Segment Start: INPUT MATERIAL
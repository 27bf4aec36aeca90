// Copyright 2024-2026, NVIDIA CORPORATION & AFFILIATES. All rights reserved.
//
// Redistribution and use in source and binary forms, with or without
// modification, are permitted provided that the following conditions
// are met:
//  * Redistributions of source code must retain the above copyright
//    notice, this list of conditions and the following disclaimer.
//  * Redistributions in binary form must reproduce the above copyright
//    notice, this list of conditions and the following disclaimer in the
//    documentation and/or other materials provided with the distribution.
//  * Neither the name of NVIDIA CORPORATION nor the names of its
//    contributors may be used to endorse or promote products derived
//    from this software without specific prior written permission.
//
// THIS SOFTWARE IS PROVIDED BY THE COPYRIGHT HOLDERS ``AS IS'' AND ANY
// EXPRESS OR IMPLIED WARRANTIES, INCLUDING, BUT NOT LIMITED TO, THE
// IMPLIED WARRANTIES OF MERCHANTABILITY AND FITNESS FOR A PARTICULAR
// PURPOSE ARE DISCLAIMED.  IN NO EVENT SHALL THE COPYRIGHT OWNER OR
// CONTRIBUTORS BE LIABLE FOR ANY DIRECT, INDIRECT, INCIDENTAL, SPECIAL,
// EXEMPLARY, OR CONSEQUENTIAL DAMAGES (INCLUDING, BUT NOT LIMITED TO,
// PROCUREMENT OF SUBSTITUTE GOODS OR SERVICES; LOSS OF USE, DATA, OR
// PROFITS; OR BUSINESS INTERRUPTION) HOWEVER CAUSED AND ON ANY THEORY
// OF LIABILITY, WHETHER IN CONTRACT, STRICT LIABILITY, OR TORT
// (INCLUDING NEGLIGENCE OR OTHERWISE) ARISING IN ANY WAY OUT OF THE USE
// OF THIS SOFTWARE, EVEN IF ADVISED OF THE POSSIBILITY OF SUCH DAMAGE.

//! Tensor wire codec.
//!
//! `BYTES` tensors travel as a flat buffer in which every element is a
//! 4-byte little-endian length followed by that many UTF-8 bytes, with no
//! padding, separator or terminator. `FP32` tensors are a flat buffer of
//! little-endian IEEE 754 values. Both are row-major relative to the
//! declared shape, which [`reshape`] restores.
//!
//! # Example
//!
//! ```rust
//! use models_requester::codec::{decode_strings, encode_strings, reshape};
//!
//! let (raw, shape) = encode_strings(&["ab", "c"]).unwrap();
//! assert_eq!(raw, [2, 0, 0, 0, b'a', b'b', 1, 0, 0, 0, b'c']);
//! assert_eq!(shape, [2, 1]);
//!
//! let strings = decode_strings(&raw).unwrap();
//! let rows = reshape(strings, &shape).unwrap();
//! assert_eq!(rows, vec![vec!["ab".to_owned()], vec!["c".to_owned()]]);
//! ```

use crate::error::{Error, Result};

/// Size of a `BYTES` element length prefix.
const LENGTH_PREFIX: usize = 4;

/// Size of one `FP32` element.
const FP32_SIZE: usize = 4;

// ---------------------------------------------------------------------------
// BYTES
// ---------------------------------------------------------------------------

/// Encodes strings into a single-column `BYTES` tensor.
///
/// Returns the raw buffer and its `[len, 1]` shape. An empty slice yields an
/// empty buffer with shape `[0, 1]`.
///
/// # Errors
///
/// Returns [`Error::InvalidInput`] if a string is longer than `u32::MAX`
/// bytes and so cannot be length-prefixed.
pub fn encode_strings<S: AsRef<str>>(strings: &[S]) -> Result<(Vec<u8>, [i64; 2])> {
    let capacity = strings
        .iter()
        .map(|s| LENGTH_PREFIX + s.as_ref().len())
        .sum();
    let mut raw = Vec::with_capacity(capacity);
    for s in strings {
        let bytes = s.as_ref().as_bytes();
        let len = u32::try_from(bytes.len()).map_err(|_| {
            Error::InvalidInput(format!(
                "string of {} bytes exceeds the BYTES element limit",
                bytes.len()
            ))
        })?;
        raw.extend_from_slice(&len.to_le_bytes());
        raw.extend_from_slice(bytes);
    }
    let rows = i64::try_from(strings.len())
        .map_err(|_| Error::InvalidInput(format!("{} elements overflow shape", strings.len())))?;
    tracing::trace!(elements = strings.len(), bytes = raw.len(), "encoded BYTES tensor");
    Ok((raw, [rows, 1]))
}

/// Decodes a `BYTES` tensor into its strings, in order.
///
/// # Errors
///
/// Returns [`Error::Truncated`] if the buffer ends inside a length prefix or
/// a payload, and [`Error::Decode`] if a payload is not valid UTF-8. No
/// partial result is returned in either case.
pub fn decode_strings(raw: &[u8]) -> Result<Vec<String>> {
    let mut strings = Vec::new();
    let mut offset = 0;
    while offset < raw.len() {
        let remaining = &raw[offset..];
        if remaining.len() < LENGTH_PREFIX {
            return Err(Error::Truncated {
                offset,
                needed: LENGTH_PREFIX,
                available: remaining.len(),
            });
        }
        let (prefix, rest) = remaining.split_at(LENGTH_PREFIX);
        let len = u32::from_le_bytes([prefix[0], prefix[1], prefix[2], prefix[3]]) as usize;
        let payload = rest.get(..len).ok_or(Error::Truncated {
            offset: offset + LENGTH_PREFIX,
            needed: len,
            available: rest.len(),
        })?;
        let s = std::str::from_utf8(payload).map_err(|e| {
            Error::Decode(format!("element at offset {offset} is not valid UTF-8: {e}"))
        })?;
        strings.push(s.to_owned());
        offset += LENGTH_PREFIX + len;
    }
    tracing::trace!(elements = strings.len(), bytes = raw.len(), "decoded BYTES tensor");
    Ok(strings)
}

// ---------------------------------------------------------------------------
// FP32
// ---------------------------------------------------------------------------

/// Decodes an `FP32` tensor into a flat vector.
///
/// # Errors
///
/// Returns [`Error::Misaligned`] if the buffer length is not a multiple of 4.
pub fn decode_fp32(raw: &[u8]) -> Result<Vec<f32>> {
    if raw.len() % FP32_SIZE != 0 {
        return Err(Error::Misaligned { len: raw.len() });
    }
    Ok(raw
        .chunks_exact(FP32_SIZE)
        .map(|chunk| f32::from_le_bytes([chunk[0], chunk[1], chunk[2], chunk[3]]))
        .collect())
}

// ---------------------------------------------------------------------------
// Reshape
// ---------------------------------------------------------------------------

/// Largest row count accepted for a zero-width shape `[rows, 0]`.
///
/// Such a shape carries no elements, so the buffer length cannot bound it.
pub const MAX_EMPTY_ROWS: usize = 1 << 20;

/// Splits a flat row-major sequence into `rows` vectors of `cols` elements.
///
/// Elements are moved into the rows, not cloned. A shape of `[rows, 0]`
/// yields `rows` empty rows, up to [`MAX_EMPTY_ROWS`].
///
/// # Errors
///
/// Returns [`Error::UnsupportedRank`] unless `shape` has exactly two
/// dimensions, [`Error::InvalidShape`] for negative dimensions or a
/// zero-width shape with more than [`MAX_EMPTY_ROWS`] rows, and
/// [`Error::ShapeMismatch`] if `rows * cols` differs from `flat.len()`.
pub fn reshape<T>(flat: Vec<T>, shape: &[i64]) -> Result<Vec<Vec<T>>> {
    let &[rows, cols] = shape else {
        return Err(Error::UnsupportedRank {
            shape: shape.to_vec(),
        });
    };
    let (Ok(rows), Ok(cols)) = (usize::try_from(rows), usize::try_from(cols)) else {
        return Err(Error::InvalidShape {
            shape: shape.to_vec(),
        });
    };
    if cols == 0 && rows > MAX_EMPTY_ROWS {
        return Err(Error::InvalidShape {
            shape: shape.to_vec(),
        });
    }
    let expected = rows.checked_mul(cols).ok_or_else(|| Error::InvalidShape {
        shape: shape.to_vec(),
    })?;
    if expected != flat.len() {
        return Err(Error::ShapeMismatch {
            shape: shape.to_vec(),
            expected,
            actual: flat.len(),
        });
    }

    let mut elements = flat.into_iter();
    Ok((0..rows)
        .map(|_| elements.by_ref().take(cols).collect())
        .collect())
}

// ---------------------------------------------------------------------------
// Tests
// ---------------------------------------------------------------------------


#[cfg(test)]
mod proptests {
    use super::*;
    use proptest::prelude::*;

    proptest! {
        #[test]
        fn strings_roundtrip_prop(strings in prop::collection::vec(any::<String>(), 0..16)) {
            let (raw, shape) = encode_strings(&strings).unwrap();
            prop_assert_eq!(shape, [strings.len() as i64, 1]);
            prop_assert_eq!(decode_strings(&raw).unwrap(), strings);
        }

        #[test]
        fn fp32_bits_roundtrip_prop(bits in prop::collection::vec(any::<u32>(), 0..64)) {
            let raw: Vec<u8> = bits
                .iter()
                .flat_map(|&b| f32::from_bits(b).to_le_bytes())
                .collect();
            let decoded: Vec<u32> = decode_fp32(&raw).unwrap().iter().map(|v| v.to_bits()).collect();
            prop_assert_eq!(decoded, bits);
        }

        #[test]
        fn reshape_flattens_back_prop(rows in 0usize..12, cols in 0usize..12) {
            let flat: Vec<usize> = (0..rows * cols).collect();
            let shape = [rows as i64, cols as i64];
            let reshaped = reshape(flat.clone(), &shape).unwrap();
            prop_assert_eq!(reshaped.len(), rows);
            prop_assert!(reshaped.iter().all(|row| row.len() == cols));
            prop_assert_eq!(reshaped.concat(), flat);
        }

        #[test]
        fn reshape_count_mismatch_prop(rows in 0usize..12, cols in 0usize..12, extra in 1usize..6) {
            let flat: Vec<usize> = (0..rows * cols + extra).collect();
            let err = reshape(flat, &[rows as i64, cols as i64]).unwrap_err();
            prop_assert!(matches!(err, Error::ShapeMismatch { .. }), "{:?}", err);
        }

        #[test]
        fn truncated_strings_prop(strings in prop::collection::vec(".{0,12}", 1..8)) {
            let (raw, _) = encode_strings(&strings).unwrap();
            let mut boundaries = vec![0];
            for s in &strings {
                let last = boundaries[boundaries.len() - 1];
                boundaries.push(last + LENGTH_PREFIX + s.len());
            }
            for cut in 0..raw.len() {
                let result = decode_strings(&raw[..cut]);
                if let Some(complete) = boundaries.iter().position(|&b| b == cut) {
                    prop_assert_eq!(result.unwrap(), &strings[..complete]);
                } else {
                    prop_assert!(
                        matches!(result, Err(Error::Truncated { .. })),
                        "cut at {}: {:?}",
                        cut,
                        result
                    );
                }
            }
        }
    }
}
Segment End: INPUT MATERIAL
EXERCISE OBJECTIVE: Only the lines from the first one of the listing up to and including the line where "USE, DATA, OR" appears are wanted, reproduced exactly.

YOUR RESPONSE:
repository 27bf4aec36aeca90
// Copyright 2024-2026, NVIDIA CORPORATION & AFFILIATES. All rights reserved.
//
// Redistribution and use in source and binary forms, with or without
// modification, are permitted provided that the following conditions
// are met:
//  * Redistributions of source code must retain the above copyright
//    notice, this list of conditions and the following disclaimer.
//  * Redistributions in binary form must reproduce the above copyright
//    notice, this list of conditions and the following disclaimer in the
//    documentation and/or other materials provided with the distribution.
//  * Neither the name of NVIDIA CORPORATION nor the names of its
//    contributors may be used to endorse or promote products derived
//    from this software without specific prior written permission.
//
// THIS SOFTWARE IS PROVIDED BY THE COPYRIGHT HOLDERS ``AS IS'' AND ANY
// EXPRESS OR IMPLIED WARRANTIES, INCLUDING, BUT NOT LIMITED TO, THE
// IMPLIED WARRANTIES OF MERCHANTABILITY AND FITNESS FOR A PARTICULAR
// PURPOSE ARE DISCLAIMED.  IN NO EVENT SHALL THE COPYRIGHT OWNER OR
// CONTRIBUTORS BE LIABLE FOR ANY DIRECT, INDIRECT, INCIDENTAL, SPECIAL,
// EXEMPLARY, OR CONSEQUENTIAL DAMAGES (INCLUDING, BUT NOT LIMITED TO,
// PROCUREMENT OF SUBSTITUTE GOODS OR SERVICES; LOSS OF USE, DATA, OR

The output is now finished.